Beberapa hari lalu, viral di media sosial video Arie Untung mendiskusikan soal Riba. Dalam video itu, Arie ditanya soal fikih, tapi jawabannya kurang tepat. Dalam kajian hukum Islam, kita harus mampu membedakan antara syariat dan fikih. Masalah riba misalnya, itu ajaran syariat, harus dijauhi. Tapi persoalan bunga bank, investasi, deposit, dan produk keuangan lainnya, itu bagian dari fikih. Singkatnya, syariat adalah sumber ajaran Islam, seperti al-Qur’an dan hadis. Sementara fikih adalah pemahaman manusia terhadap dua sumber itu.
Terkait masalah bank, Ustadz Ahong menjelaskan tidak semua ulama menghukumi transaksi bank itu haram, meskipun ada bunganya. Sebagian ulama membolehkan transaksi di bank.

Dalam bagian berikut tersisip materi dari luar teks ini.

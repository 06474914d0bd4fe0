//! The OTP credential model.
//!
//! A [`Credential`] is built once, from a key URI or from manual-entry
//! fields, and is immutable afterwards except for its display fields
//! (issuer, account name, group). Identity is the `id`, not the content.

use std::fmt;
use std::hash::{Hash, Hasher};

use serde::{Deserialize, Serialize};
use uuid::Uuid;

use crate::keyuri::{self, ParsedKeyUri};
use crate::memory::SecretKey;
use crate::totp::{
    self, OtpAlgorithm, OtpDigits, DEFAULT_COUNTER, DEFAULT_PERIOD,
};
use crate::OtpError;

// ── OTP type ────────────────────────────────────────────────────────

/// Whether the moving factor is time-derived or an explicit counter.
#[derive(Clone, Copy, Debug, Default, PartialEq, Eq, Hash, Serialize, Deserialize)]
#[serde(rename_all = "lowercase")]
pub enum OtpType {
    /// Time-based one-time password (RFC 6238).
    #[default]
    Totp,
    /// HMAC-based one-time password (RFC 4226).
    Hotp,
}

impl OtpType {
    /// Key-URI host for this type.
    #[must_use]
    pub const fn as_host(self) -> &'static str {
        match self {
            Self::Totp => "totp",
            Self::Hotp => "hotp",
        }
    }

    /// Map a key-URI host (any case) to a type.
    #[must_use]
    pub fn from_host(host: &str) -> Option<Self> {
        if host.eq_ignore_ascii_case("totp") {
            Some(Self::Totp)
        } else if host.eq_ignore_ascii_case("hotp") {
            Some(Self::Hotp)
        } else {
            None
        }
    }
}

impl fmt::Display for OtpType {
    fn fmt(&self, f: &mut fmt::Formatter<'_>) -> fmt::Result {
        f.write_str(match self {
            Self::Totp => "TOTP",
            Self::Hotp => "HOTP",
        })
    }
}

// ── Cryptographic parameters ───────────────────────────────────────

/// Everything the generator needs: the cryptographic contract of a
/// credential, without its display metadata.
#[derive(Debug, Clone)]
pub struct OtpParams {
    /// TOTP or HOTP.
    pub otp_type: OtpType,
    /// Decoded shared secret (never empty).
    pub secret: SecretKey,
    /// HMAC hash.
    pub algorithm: OtpAlgorithm,
    /// Code length.
    pub digits: OtpDigits,
    /// Time step in seconds (TOTP only, always > 0).
    pub period: u32,
    /// Moving factor (HOTP only).
    pub counter: u64,
}

// ── Manual entry ────────────────────────────────────────────────────

/// Fields collected by a manual "add account" form.
///
/// Only `secret` is mandatory. The type/algorithm/digits/period/counter
/// overrides default to TOTP, SHA1, 6 digits, 30 s, counter 0.
#[derive(Debug, Clone)]
pub struct ManualEntry {
    /// Issuer used as the label prefix.
    pub issuer: String,
    /// Account name (label suffix).
    pub account_name: String,
    /// Base32 secret text as typed; spaces and case are ignored.
    pub secret: String,
    /// Display group.
    pub group: Option<String>,
    /// Issuer to store instead of `issuer`, when non-blank.
    pub issuer_override: Option<String>,
    /// TOTP or HOTP.
    pub otp_type: OtpType,
    /// HMAC hash.
    pub algorithm: OtpAlgorithm,
    /// Code length.
    pub digits: OtpDigits,
    /// TOTP period in seconds; zero falls back to the default.
    pub period: u32,
    /// HOTP starting counter.
    pub counter: u64,
}

impl Default for ManualEntry {
    fn default() -> Self {
        Self {
            issuer: String::new(),
            account_name: String::new(),
            secret: String::new(),
            group: None,
            issuer_override: None,
            otp_type: OtpType::Totp,
            algorithm: OtpAlgorithm::Sha1,
            digits: OtpDigits::SIX,
            period: DEFAULT_PERIOD,
            counter: DEFAULT_COUNTER,
        }
    }
}

// ── Credential ──────────────────────────────────────────────────────

/// A single OTP account.
#[derive(Debug, Clone)]
pub struct Credential {
    id: String,
    params: OtpParams,
    issuer: String,
    account_name: String,
    group: Option<String>,
    uri: String,
}

impl Credential {
    /// Build a credential from a key URI, keeping the trimmed input as `uri`.
    ///
    /// # Errors
    ///
    /// See [`keyuri::parse`].
    pub fn from_uri(uri: &str) -> Result<Self, OtpError> {
        let ParsedKeyUri {
            params,
            issuer,
            account_name,
        } = keyuri::parse(uri)?;
        Ok(Self {
            id: new_id(),
            params,
            issuer,
            account_name,
            group: None,
            uri: uri.trim().to_owned(),
        })
    }

    /// Build a credential from manual-entry fields and synthesize its URI.
    ///
    /// # Errors
    ///
    /// Returns [`OtpError::InvalidSecret`] if the secret is blank, not
    /// Base32, or decodes to nothing.
    pub fn from_manual(entry: &ManualEntry) -> Result<Self, OtpError> {
        if entry.secret.trim().is_empty() {
            return Err(OtpError::InvalidSecret("secret is empty".to_owned()));
        }
        let secret = keyuri::decode_secret(&entry.secret)?;

        let label_issuer = entry.issuer.trim();
        let account_name = entry.account_name.trim().to_owned();
        let issuer = entry
            .issuer_override
            .as_deref()
            .map(str::trim)
            .filter(|s| !s.is_empty())
            .unwrap_or(label_issuer)
            .to_owned();

        let period = if entry.period == 0 {
            DEFAULT_PERIOD
        } else {
            entry.period
        };
        let params = OtpParams {
            otp_type: entry.otp_type,
            secret,
            algorithm: entry.algorithm,
            digits: entry.digits,
            period,
            counter: entry.counter,
        };
        let uri = keyuri::build(&params, &issuer, &account_name);

        Ok(Self {
            id: new_id(),
            params,
            issuer,
            account_name,
            group: normalize_group(entry.group.as_deref()),
            uri,
        })
    }

    /// Rebuild a persisted credential from its stored URI and display fields.
    ///
    /// # Errors
    ///
    /// Same as [`Credential::from_uri`].
    pub fn restore(
        id: impl Into<String>,
        uri: &str,
        issuer: impl Into<String>,
        account_name: impl Into<String>,
        group: Option<&str>,
    ) -> Result<Self, OtpError> {
        let mut credential = Self::from_uri(uri)?;
        credential.id = id.into();
        credential.issuer = issuer.into();
        credential.account_name = account_name.into();
        credential.group = normalize_group(group);
        Ok(credential)
    }

    /// Return a copy of this credential with `group` set.
    #[must_use]
    pub fn with_group(mut self, group: Option<&str>) -> Self {
        self.set_group(group);
        self
    }

    // ── Accessors ───────────────────────────────────────────────────

    /// Opaque unique identifier.
    #[must_use]
    pub fn id(&self) -> &str {
        &self.id
    }

    /// TOTP or HOTP.
    #[must_use]
    pub const fn otp_type(&self) -> OtpType {
        self.params.otp_type
    }

    /// Decoded shared secret.
    #[must_use]
    pub const fn secret(&self) -> &SecretKey {
        &self.params.secret
    }

    /// HMAC hash.
    #[must_use]
    pub const fn algorithm(&self) -> OtpAlgorithm {
        self.params.algorithm
    }

    /// Code length.
    #[must_use]
    pub const fn digits(&self) -> OtpDigits {
        self.params.digits
    }

    /// TOTP period in seconds.
    #[must_use]
    pub const fn period(&self) -> u32 {
        self.params.period
    }

    /// HOTP counter as stored in the URI.
    #[must_use]
    pub const fn counter(&self) -> u64 {
        self.params.counter
    }

    /// Cryptographic parameters.
    #[must_use]
    pub const fn params(&self) -> &OtpParams {
        &self.params
    }

    /// Display issuer.
    #[must_use]
    pub fn issuer(&self) -> &str {
        &self.issuer
    }

    /// Display account name.
    #[must_use]
    pub fn account_name(&self) -> &str {
        &self.account_name
    }

    /// Display group, if any.
    #[must_use]
    pub fn group(&self) -> Option<&str> {
        self.group.as_deref()
    }

    /// The key URI this credential was created from (or synthesized).
    #[must_use]
    pub fn uri(&self) -> &str {
        &self.uri
    }

    /// A freshly synthesized URI reflecting the current fields.
    #[must_use]
    pub fn canonical_uri(&self) -> String {
        keyuri::build(&self.params, &self.issuer, &self.account_name)
    }

    // ── Display-field edits ─────────────────────────────────────────

    /// Replace the display issuer (trimmed).
    pub fn set_issuer(&mut self, issuer: &str) {
        issuer.trim().clone_into(&mut self.issuer);
    }

    /// Replace the display account name (trimmed).
    pub fn set_account_name(&mut self, account_name: &str) {
        account_name.trim().clone_into(&mut self.account_name);
    }

    /// Replace the display group; blank clears it.
    pub fn set_group(&mut self, group: Option<&str>) {
        self.group = normalize_group(group);
    }

    // ── Code generation ─────────────────────────────────────────────

    /// TOTP code at `time` (Unix seconds).
    ///
    /// # Errors
    ///
    /// Returns [`OtpError::WrongType`] for an HOTP credential.
    pub fn totp_code(&self, time: u64) -> Result<String, OtpError> {
        self.expect_type(OtpType::Totp)?;
        totp::generate_totp(
            self.params.secret.expose(),
            time,
            self.params.digits,
            self.params.period,
            self.params.algorithm,
        )
    }

    /// HOTP code at `counter`. The stored counter is not touched.
    ///
    /// # Errors
    ///
    /// Returns [`OtpError::WrongType`] for a TOTP credential.
    pub fn hotp_code(&self, counter: u64) -> Result<String, OtpError> {
        self.expect_type(OtpType::Hotp)?;
        totp::generate_hotp(
            self.params.secret.expose(),
            counter,
            self.params.digits,
            self.params.algorithm,
        )
    }

    /// Current code: TOTP at `time`, HOTP at the stored counter.
    ///
    /// # Errors
    ///
    /// Propagates generator errors (none are expected for a constructed
    /// credential).
    pub fn code_at(&self, time: u64) -> Result<String, OtpError> {
        match self.params.otp_type {
            OtpType::Totp => self.totp_code(time),
            OtpType::Hotp => self.hotp_code(self.params.counter),
        }
    }

    /// [`Credential::code_at`] using the wall clock.
    ///
    /// # Errors
    ///
    /// See [`Credential::code_at`].
    pub fn code_now(&self) -> Result<String, OtpError> {
        self.code_at(totp::unix_time_now())
    }

    /// Seconds until the TOTP code changes; `None` for HOTP.
    #[must_use]
    pub fn remaining_seconds(&self, time: u64) -> Option<u32> {
        match self.params.otp_type {
            OtpType::Totp => totp::remaining_seconds(time, self.params.period).ok(),
            OtpType::Hotp => None,
        }
    }

    fn expect_type(&self, expected: OtpType) -> Result<(), OtpError> {
        if self.params.otp_type == expected {
            Ok(())
        } else {
            Err(OtpError::WrongType {
                expected,
                actual: self.params.otp_type,
            })
        }
    }
}

impl PartialEq for Credential {
    fn eq(&self, other: &Self) -> bool {
        self.id == other.id
    }
}

impl Eq for Credential {}

impl Hash for Credential {
    fn hash<H: Hasher>(&self, state: &mut H) {
        self.id.hash(state);
    }
}

fn new_id() -> String {
    Uuid::new_v4().to_string()
}

fn normalize_group(group: Option<&str>) -> Option<String> {
    group
        .map(str::trim)
        .filter(|g| !g.is_empty())
        .map(str::to_owned)
}

// ── Tests ───────────────────────────────────────────────────────────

Sebab, riba itu syariat, ulama sepakat keharamannya. Tapi kalau transaksi bank, atau bunga bank, ini masuk dalam ranah fikih, dan ulama berbeda pendapat tentang hukumnya.
“Setahu saya, bunga bank itu ada dua macam. Ada bunga simpanan, dan ada bunga pinjaman. Bunga simpanan itu biaya dana yang harus dikeluarkan kepada nasabah. Bunga pinjaman itu pendapatan yang diterima dari nasabah. Selisih dari bunga pinjaman dikurangi bunga simpanan itu untung bank,” Jelas Ustadz Ahong.
Misalnya, kata Ustadz Ahong, kita depositoin uang di bank, terus kita dapet bunga atau keuntungan. Ini namanya bunga simpanan. Apa ini boleh? Nah, di sini kita perlu lihat fungsi bank itu sendiri. Di antara peran dan fungsi perbankan adalah sebagai “lembaga penghimpun dana masyarakat”.
Dengan kata lain, bank memiliki fungsi berupa nyariin dana bagi masyarakat lain (debitur) yang butuh dana usaha. Suku bunga deposito yang didapetin nasabah itu lebih tinggi dari nabung biasa. Terkait deposito ini, ada contohnya dalam kitab fikih. Imam Ibnu Qudamah mencontohkan, “Tolong carikan saya modal. Nanti saya kasih kamu upah sebesar 10 persen sebagai bentuk sayembara atas aktivitas yang mubah, maka itu hukumnya boleh. Tolong bantu saya bangunin gedung ini, nanti saya kasih 10 persen”.
Bank beserta produknya adalah bagian dari transaksi ekonomi baru yang sulit ditemukan praktiknya pada masa Rasulullah dan sahabat. Karenanya, kita tidak boleh menghukumi, tanpa mengkaji lebih detail masalah ini. Para ulama sudah mencoba membahasnya, mereka berbeda pendapat terkait masalah ini. Perbedaan ini tidak perlu dipusingkan. Ambil hikmahnya masing-masing dan disesuaikan dengan kondisi kita.